■ Work to complete: Would you repeat every line of the data exactly?

Records drawn from a dataset:

= Beginning of Section =

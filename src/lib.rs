//! # HabitArc — streak engine
//!
//! Computes current streak, longest streak, distinct completions, last
//! completion date and a rolling consistency score for a habit, honouring its
//! recurrence schedule and any vacation pauses.
//!
//! - `models`   → habit, completion log, vacation and stats contracts
//! - `streaks`  → the pure calculation engine
//! - `services` → fetch / compute / upsert orchestration over a repository

pub mod config;
pub mod error;
pub mod models;
pub mod services;
pub mod streaks;
pub mod telemetry;

pub use config::Config;
pub use error::{AppError, AppResult};
pub use models::{CompletionLog, DayMask, Frequency, Habit, HabitStats, Recurrence, Vacation};
pub use services::{HabitRepository, InMemoryRepository, StatsService};
pub use streaks::{
    DayRecord, DayStatus, LongestStreakMode, ScheduleSpec, StreakCalculator, StreakPolicy,
};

= End of Section =

■ Task result:
filename src/lib.rs
//! # HabitArc — streak engine
//!
//! Computes current streak, longest streak, distinct completions, last
//! completion date and a rolling consistency score for a habit, honouring its
//! recurrence schedule and any vacation pauses.
//!
//! - `models`   → habit, completion log, vacation and stats contracts
//! - `streaks`  → the pure calculation engine
//! - `services` → fetch / compute / upsert orchestration over a repository

pub mod config;
pub mod error;
pub mod models;
pub mod services;
pub mod streaks;
pub mod telemetry;

pub use config::Config;
pub use error::{AppError, AppResult};
pub use models::{CompletionLog, DayMask, Frequency, Habit, HabitStats, Recurrence, Vacation};
pub use services::{HabitRepository, InMemoryRepository, StatsService};
pub use streaks::{
    DayRecord, DayStatus, LongestStreakMode, ScheduleSpec, StreakCalculator, StreakPolicy,
};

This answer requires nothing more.